→ Exercise directions
Search each line below for the word "derive" and list those that contain it.

======== Input data ========

use anyhow::{Context, Result};
use clap::{Parser, Subcommand};
use pascal_config::{ClientConfig, EndPoint};
use pascal_primitives::AccountNumber;
use pascal_rpc::{JsonObject, PascalClient, RichApi};
use std::fmt::Debug;
use std::path::PathBuf;
use tracing::info;
use tracing_subscriber::{fmt, EnvFilter};

#[derive(Parser, Debug)]
#[command(name = "pascal-cli", about = "Query a PascalCoin node over JSON-RPC")]
struct Cli {
    /// Path to a TOML client configuration.
    #[arg(long, value_name = "PATH", env = "PASCAL_CONFIG")]
    config: Option<PathBuf>,

    /// Node endpoint as `host`, `host:port` or `scheme://host:port`.
    /// Repeatable; replaces the endpoints of `--config`.
    #[arg(long = "endpoint", value_name = "ENDPOINT")]
    endpoints: Vec<EndPoint>,

    /// Print the node's JSON instead of the parsed entities.
    #[arg(long, global = true)]
    json: bool,

    #[command(subcommand)]
    command: Command,
}

#[derive(Subcommand, Debug, PartialEq, Eq)]
enum Command {
    /// Show the node status.
    Status,
    /// Print the number of blocks.
    BlockCount,
    /// List the newest blocks.
    Blocks {
        /// How many blocks to list.
        #[arg(long, default_value_t = 10)]
        last: u64,
    },
    /// Show one account, by id or `id-checksum`.
    Account {
        account: AccountNumber,
    },
    /// List the node's peer connections.
    Connections,
}

impl Cli {
    fn client_config(&self) -> Result<ClientConfig> {
        let mut config = match &self.config {
            Some(path) => ClientConfig::load(path)
                .with_context(|| format!("loading {}", path.display()))?,
            None => ClientConfig::default(),
        };
        if !self.endpoints.is_empty() {
            config.endpoints = self.endpoints.clone();
        }
        if config.endpoints.is_empty() {
            config.endpoints.push(EndPoint::with_host("127.0.0.1")?);
        }
        Ok(config)
    }
}

#[tokio::main]
async fn main() -> Result<()> {
    init_tracing();

    let cli = Cli::parse();
    let config = cli.client_config()?;
    info!(
        target: "pascal",
        endpoints = ?config.endpoints.iter().map(ToString::to_string).collect::<Vec<_>>(),
        "using endpoints"
    );

    let client = PascalClient::new(&config)?;
    run(&cli.command, &client.rich_api(&[]), cli.json).await
}

async fn run(command: &Command, rich: &RichApi, json: bool) -> Result<()> {
    match command {
        Command::Status => {
            let status = rich.node().status().await?;
            print_entity(&status, &status.raw, json)
        }
        Command::BlockCount => {
            println!("{}", rich.block().count().await?);
            Ok(())
        }
        Command::Blocks { last } => {
            for block in rich.block().list_last(*last).await? {
                print_entity(&block, &block.raw, json)?;
            }
            Ok(())
        }
        Command::Account { account } => {
            let account = rich.account().find(*account).await?;
            print_entity(&account, &account.raw, json)
        }
        Command::Connections => {
            for connection in rich.node().connections().await? {
                print_entity(&connection, &connection.raw, json)?;
            }
            Ok(())
        }
    }
}

fn print_entity<T: Debug>(entity: &T, raw: &JsonObject, json: bool) -> Result<()> {
    if json {
        println!("{}", serde_json::to_string_pretty(raw)?);
    } else {
        println!("{entity:#?}");
    }
    Ok(())
}

fn init_tracing() {
    let env_filter =
        EnvFilter::try_from_default_env().unwrap_or_else(|_| EnvFilter::new("warn,pascal=info"));
    let _ = fmt()
        .with_env_filter(env_filter)
        .with_writer(std::io::stderr)
        .try_init();
}
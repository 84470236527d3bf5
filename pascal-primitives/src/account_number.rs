//! `AccountNumber`, the public identifier of a PascalCoin account.

use crate::error::{PrimitiveError, PrimitiveResult};
use serde::{Deserialize, Serialize};
use std::fmt;
use std::str::FromStr;

/// An account id together with its checksum.
///
/// The checksum is always `(account * 101) % 89 + 10`. The textual form is
/// `account-checksum`, e.g. `1-21`.
#[derive(Clone, Copy, Debug, Eq, PartialEq, Hash, PartialOrd, Ord, Serialize, Deserialize)]
#[serde(try_from = "String", into = "String")]
pub struct AccountNumber {
    account: u64,
    checksum: u32,
}

impl AccountNumber {
    /// Creates an account number from its id, computing the checksum.
    #[must_use]
    pub const fn new(account: u64) -> Self {
        Self {
            account,
            checksum: Self::calculate_checksum(account),
        }
    }

    /// Computes the checksum of an account id.
    #[must_use]
    pub const fn calculate_checksum(account: u64) -> u32 {
        // u128 keeps `account * 101` from overflowing for ids close to u64::MAX.
        ((account as u128 * 101) % 89) as u32 + 10
    }

    /// Parses either `id-checksum` (checksum validated) or a bare id.
    ///
    /// # Errors
    ///
    /// Returns `PrimitiveError::InvalidChecksum` when the checksum does not
    /// belong to the id and `PrimitiveError::InvalidAccountNumber` when either
    /// part is not a number.
    pub fn parse(value: &str) -> PrimitiveResult<Self> {
        let invalid = || PrimitiveError::InvalidAccountNumber {
            value: value.to_string(),
        };

        let trimmed = value.trim();
        match trimmed.split_once('-') {
            Some((account, checksum)) => {
                let account = account.parse::<u64>().map_err(|_| invalid())?;
                let checksum = checksum.parse::<u32>().map_err(|_| invalid())?;
                Self::with_checksum(account, checksum)
            }
            None => trimmed.parse::<u64>().map(Self::new).map_err(|_| invalid()),
        }
    }

    /// Creates an account number from an id and a checksum, validating the pair.
    ///
    /// # Errors
    ///
    /// Returns `PrimitiveError::InvalidChecksum` if `checksum` is not the
    /// checksum of `account`.
    pub fn with_checksum(account: u64, checksum: u32) -> PrimitiveResult<Self> {
        let expected = Self::calculate_checksum(account);
        if checksum != expected {
            return Err(PrimitiveError::InvalidChecksum {
                account,
                expected,
                actual: checksum,
            });
        }
        Ok(Self { account, checksum })
    }

    /// The account id.
    #[inline]
    #[must_use]
    pub const fn account(&self) -> u64 {
        self.account
    }

    /// The checksum.
    #[inline]
    #[must_use]
    pub const fn checksum(&self) -> u32 {
        self.checksum
    }

    /// The value sent to the node (the bare id).
    #[inline]
    #[must_use]
    pub const fn value(&self) -> u64 {
        self.account
    }
}

impl fmt::Display for AccountNumber {
    fn fmt(&self, f: &mut fmt::Formatter<'_>) -> fmt::Result {
        write!(f, "{}-{}", self.account, self.checksum)
    }
}

impl FromStr for AccountNumber {
    type Err = PrimitiveError;

    fn from_str(s: &str) -> Result<Self, Self::Err> {
        Self::parse(s)
    }
}

impl From<u64> for AccountNumber {
    fn from(account: u64) -> Self {
        Self::new(account)
    }
}

impl From<AccountNumber> for u64 {
    fn from(value: AccountNumber) -> Self {
        value.account
    }
}

impl TryFrom<String> for AccountNumber {
    type Error = PrimitiveError;

    fn try_from(value: String) -> Result<Self, Self::Error> {
        Self::parse(&value)
    }
}

impl From<AccountNumber> for String {
    fn from(value: AccountNumber) -> Self {
        value.to_string()
    }
}
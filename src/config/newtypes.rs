//! Validated newtype wrappers for configuration values.
//!
//! This module provides type-safe wrappers around string values that validate
//! their contents on construction. Invalid values are rejected with clear error messages.

use crate::error::ConfigError;
use serde::{de, Deserialize, Deserializer, Serialize, Serializer};
use std::fmt;

/// A validated Admin API access token.
///
/// This newtype ensures the token is non-empty and masks its value in debug
/// output to prevent accidental exposure in logs.
///
/// # Security
///
/// The `Debug` implementation masks the token value, displaying only
/// `AccessToken(*****)` instead of the actual token.
///
/// # Example
///
/// ```rust
/// use shopify_graphql::AccessToken;
///
/// let token = AccessToken::new("shpat_abc123").unwrap();
/// assert_eq!(format!("{:?}", token), "AccessToken(*****)");
/// ```
#[derive(Clone, PartialEq, Eq)]
pub struct AccessToken(String);

impl AccessToken {
    /// Creates a new validated access token.
    ///
    /// # Errors
    ///
    /// Returns [`ConfigError::EmptyAccessToken`] if the token is empty.
    pub fn new(token: impl Into<String>) -> Result<Self, ConfigError> {
        let token = token.into();
        if token.is_empty() {
            return Err(ConfigError::EmptyAccessToken);
        }
        Ok(Self(token))
    }
}

impl AsRef<str> for AccessToken {
    fn as_ref(&self) -> &str {
        &self.0
    }
}

impl fmt::Debug for AccessToken {
    fn fmt(&self, f: &mut fmt::Formatter<'_>) -> fmt::Result {
        f.write_str("AccessToken(*****)")
    }
}

/// A validated Shopify shop domain.
///
/// This newtype validates and normalizes shop domains to the full
/// `shop.myshopify.com` format.
///
/// # Accepted Formats
///
/// - `shop-name` - normalized to `shop-name.myshopify.com`
/// - `shop-name.myshopify.com` - used as-is
///
/// # Serialization
///
/// `ShopDomain` serializes to and deserializes from the full domain string:
///
/// ```rust
/// use shopify_graphql::ShopDomain;
///
/// let domain = ShopDomain::new("my-store").unwrap();
/// let json = serde_json::to_string(&domain).unwrap();
/// assert_eq!(json, r#""my-store.myshopify.com""#);
/// ```
#[derive(Clone, Debug, PartialEq, Eq)]
pub struct ShopDomain {
    full_domain: String,
    shop_name_end: usize,
}

impl ShopDomain {
    const SUFFIX: &'static str = ".myshopify.com";

    /// Creates a new validated shop domain.
    ///
    /// # Errors
    ///
    /// Returns [`ConfigError::InvalidShopDomain`] if the domain is invalid.
    pub fn new(domain: impl Into<String>) -> Result<Self, ConfigError> {
        let domain = domain.into();
        let domain = domain.trim().to_lowercase();

        if domain.is_empty() {
            return Err(ConfigError::InvalidShopDomain { domain });
        }

        let (shop_name, full_domain) = if let Some(shop_name) = domain.strip_suffix(Self::SUFFIX) {
            (shop_name.to_string(), domain)
        } else if domain.contains('.') {
            // Contains a dot but not the myshopify.com suffix - invalid
            return Err(ConfigError::InvalidShopDomain { domain });
        } else {
            (domain.clone(), format!("{}{}", domain, Self::SUFFIX))
        };

        if !Self::is_valid_shop_name(&shop_name) {
            return Err(ConfigError::InvalidShopDomain {
                domain: full_domain,
            });
        }

        Ok(Self {
            shop_name_end: shop_name.len(),
            full_domain,
        })
    }

    /// Returns the shop name portion of the domain.
    ///
    /// For `my-store.myshopify.com`, this returns `my-store`.
    #[must_use]
    pub fn shop_name(&self) -> &str {
        &self.full_domain[..self.shop_name_end]
    }

    fn is_valid_shop_name(name: &str) -> bool {
        if name.is_empty() {
            return false;
        }

        // Shop names contain lowercase letters, numbers, and hyphens, and
        // cannot start or end with a hyphen
        if name.starts_with('-') || name.ends_with('-') {
            return false;
        }

        name.chars()
            .all(|c| c.is_ascii_lowercase() || c.is_ascii_digit() || c == '-')
    }
}

impl AsRef<str> for ShopDomain {
    fn as_ref(&self) -> &str {
        &self.full_domain
    }
}

impl Serialize for ShopDomain {
    fn serialize<S>(&self, serializer: S) -> Result<S::Ok, S::Error>
    where
        S: Serializer,
    {
        serializer.serialize_str(&self.full_domain)
    }
}

impl<'de> Deserialize<'de> for ShopDomain {
    fn deserialize<D>(deserializer: D) -> Result<Self, D::Error>
    where
        D: Deserializer<'de>,
    {
        let s = String::deserialize(deserializer)?;
        Self::new(s).map_err(de::Error::custom)
    }
}

/// A validated API host URL.
///
/// Overrides the default `https://{shop}.myshopify.com` base when the client
/// should talk to a proxy or a local test server instead of the shop domain.
///
/// # Example
///
/// ```rust
/// use shopify_graphql::HostUrl;
///
/// let url = HostUrl::new("https://proxy.example.com").unwrap();
/// assert_eq!(url.scheme(), "https");
/// assert_eq!(url.host_name(), Some("proxy.example.com"));
/// ```
#[derive(Clone, Debug, PartialEq, Eq)]
pub struct HostUrl {
    url: String,
    scheme_end: usize,
    host_start: usize,
    host_end: usize,
}

impl HostUrl {
    /// Creates a new validated host URL.
    ///
    /// # Errors
    ///
    /// Returns [`ConfigError::InvalidHostUrl`] if the URL is invalid.
    pub fn new(url: impl Into<String>) -> Result<Self, ConfigError> {
        let url = url.into();
        let url = url.trim().to_string();

        let scheme_end = url
            .find("://")
            .ok_or_else(|| ConfigError::InvalidHostUrl { url: url.clone() })?;

        let scheme = &url[..scheme_end];
        if scheme.is_empty() || !scheme.chars().all(|c| c.is_ascii_alphabetic()) {
            return Err(ConfigError::InvalidHostUrl { url: url.clone() });
        }

        let host_start = scheme_end + 3; // Skip "://"
        if host_start >= url.len() {
            return Err(ConfigError::InvalidHostUrl { url: url.clone() });
        }

        // Host ends at port, path, query, or end of string
        let remainder = &url[host_start..];
        let host_end = remainder
            .find([':', '/', '?', '#'])
            .map_or(url.len(), |i| host_start + i);

        let host = &url[host_start..host_end];
        if host.is_empty() {
            return Err(ConfigError::InvalidHostUrl { url: url.clone() });
        }

        Ok(Self {
            url,
            scheme_end,
            host_start,
            host_end,
        })
    }

    /// Returns the URL scheme (e.g., "https").
    #[must_use]
    pub fn scheme(&self) -> &str {
        &self.url[..self.scheme_end]
    }

    /// Returns the host name portion of the URL.
    #[must_use]
    pub fn host_name(&self) -> Option<&str> {
        let host = &self.url[self.host_start..self.host_end];
        if host.is_empty() {
            None
        } else {
            Some(host)
        }
    }
}

impl AsRef<str> for HostUrl {
    fn as_ref(&self) -> &str {
        &self.url
    }
}

#[cfg(test)]
mod tests {
    use super::*;

    #[test]
    fn test_access_token_rejects_empty_string() {
        let result = AccessToken::new("");
        assert!(matches!(result, Err(ConfigError::EmptyAccessToken)));
    }

    #[test]
    fn test_access_token_masks_value_in_debug() {
        let token = AccessToken::new("shpat_super_secret").unwrap();
        let debug_output = format!("{:?}", token);
        assert_eq!(debug_output, "AccessToken(*****)");
        assert!(!debug_output.contains("shpat_super_secret"));
    }

    #[test]
    fn test_shop_domain_normalizes_short_format() {
        let domain = ShopDomain::new("my-store").unwrap();
        assert_eq!(domain.as_ref(), "my-store.myshopify.com");
        assert_eq!(domain.shop_name(), "my-store");
    }

    #[test]
    fn test_shop_domain_accepts_full_format() {
        let domain = ShopDomain::new("my-store.myshopify.com").unwrap();
        assert_eq!(domain.as_ref(), "my-store.myshopify.com");
        assert_eq!(domain.shop_name(), "my-store");
    }

    #[test]
    fn test_shop_domain_rejects_invalid_domains() {
        assert!(ShopDomain::new("").is_err());
        assert!(ShopDomain::new("my store").is_err());
        assert!(ShopDomain::new("my_store").is_err());
        assert!(ShopDomain::new("MY-STORE").is_ok()); // normalized to lowercase
        assert!(ShopDomain::new("-my-store").is_err());
        assert!(ShopDomain::new("my-store-").is_err());
        assert!(ShopDomain::new("my-store.otherdomain.com").is_err());
    }

    #[test]
    fn test_host_url_validates_format() {
        let url = HostUrl::new("https://proxy.example.com").unwrap();
        assert_eq!(url.scheme(), "https");
        assert_eq!(url.host_name(), Some("proxy.example.com"));

        // With port - as produced by a local test server
        let url = HostUrl::new("http://127.0.0.1:3000").unwrap();
        assert_eq!(url.scheme(), "http");
        assert_eq!(url.host_name(), Some("127.0.0.1"));
    }

    #[test]
    fn test_host_url_rejects_invalid_urls() {
        assert!(HostUrl::new("").is_err());
        assert!(HostUrl::new("not-a-url").is_err());
        assert!(HostUrl::new("://missing-scheme.com").is_err());
        assert!(HostUrl::new("https://").is_err());
    }
}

========

→ Answer space
#[derive(Parser, Debug)]
#[derive(Subcommand, Debug, PartialEq, Eq)]
#[derive(Clone, Copy, Debug, Eq, PartialEq, Hash, PartialOrd, Ord, Serialize, Deserialize)]
#[derive(Clone, PartialEq, Eq)]
#[derive(Clone, Debug, PartialEq, Eq)]
#[derive(Clone, Debug, PartialEq, Eq)]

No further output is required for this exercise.